The programme manager of the National Leprosy and Tuberculosis programme, Dr Foday Dafae, disclosed in a press conference over the weekend that in 2007, 9,623 cases of Tuberculosis (TB) were registered.
Speaking at the Grassroots Gender Empowerment hall at John Street in Freetown, Dr Dafae said in 2004 there were 5,863 cases, in 2005, 6,930, in and in 2006 8,208 cases of TB were registered in TB health clinics nationwide.
He added that when people with pulmonary (lung) cough, sneezed or spat, they propelled the germs in the air that caused TB.
The programme manager noted that a person needed to inhale only a few of these germs to be infected, adding that an infected person did not necessarily feel ill.
Continuing, Dr Dafae disclosed that globally, “TB is a massive public health problem with nine million new cases and two million deaths annually”.
TB, he noted, was also a serious public health problem in our country, noting further that there had been a steady increase in the number of new cases reported to our clinics.
“The treatment successes rate has jumped from 75% in 2004 to 87% in 2007”, he revealed, adding that, “we now have 84 diagnostic centres nationwide as compared to less than 20 in 2004, maintaining that with this progress, it is our belief that we can stop TB”.
Speaking on the slogan for this year’s World TB day commemoration: “I am stopping TB”, he pointed out that, “I am stopping TB is more than a slogan.

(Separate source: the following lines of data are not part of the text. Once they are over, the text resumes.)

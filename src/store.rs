//! Contract for the durable blob store the host supplies.
//!
//! The engine treats the backend as an opaque, eventually-durable key-value
//! store and only requires single-key read/write atomicity. Read and write
//! failures propagate to the caller; they are the one class of error this
//! engine does not absorb.

use std::collections::HashMap;

use async_trait::async_trait;

/// Host-provided key-value blob store.
#[async_trait]
pub trait KvBackend: Send + Sync {
    async fn get(&self, store: &str, key: &str) -> anyhow::Result<Option<Vec<u8>>>;
    async fn set(&self, store: &str, key: &str, value: &[u8]) -> anyhow::Result<()>;
}

/// In-process backend for tests and embedded hosts.
#[derive(Debug, Default)]
pub struct MemoryKv {
    inner: std::sync::Mutex<HashMap<(String, String), Vec<u8>>>,
}

impl MemoryKv {
    pub fn new() -> Self {
        Self::default()
    }
}

#[async_trait]
impl KvBackend for MemoryKv {
    async fn get(&self, store: &str, key: &str) -> anyhow::Result<Option<Vec<u8>>> {
        let map = self.inner.lock().unwrap_or_else(|e| e.into_inner());
        Ok(map.get(&(store.to_string(), key.to_string())).cloned())
    }

    async fn set(&self, store: &str, key: &str, value: &[u8]) -> anyhow::Result<()> {
        let mut map = self.inner.lock().unwrap_or_else(|e| e.into_inner());
        map.insert((store.to_string(), key.to_string()), value.to_vec());
        Ok(())
    }
}

#[allow(clippy::unwrap_used, clippy::expect_used)]
#[cfg(test)]
mod tests {
    use super::*;

    #[tokio::test]
    async fn test_memory_kv_roundtrip() {
        let kv = MemoryKv::new();
        assert!(kv.get("memory", "snapshot").await.unwrap().is_none());

        kv.set("memory", "snapshot", b"blob").await.unwrap();
        assert_eq!(kv.get("memory", "snapshot").await.unwrap().unwrap(), b"blob");

        // Keys are scoped per store.
        assert!(kv.get("other", "snapshot").await.unwrap().is_none());
    }
}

It is the art of a two-year campaign that belongs to people everywhere who are doing their part to stop TB”.
The programme manager stated that it was about celebrating the lives and stories of people affected by TB, “our country men; women and children who have taken TB treatment; nurses; doctors; our TB supervisors in the field; community workers-anyone who has contributed towards the global fight against TB”.
Dr Dafae accentuated that the World Health Organization’s (WHO) target was to detect 70% of sputum positive cases and to successfully treat 85%.
At the moment, he said, “our case detection rate is 52%.”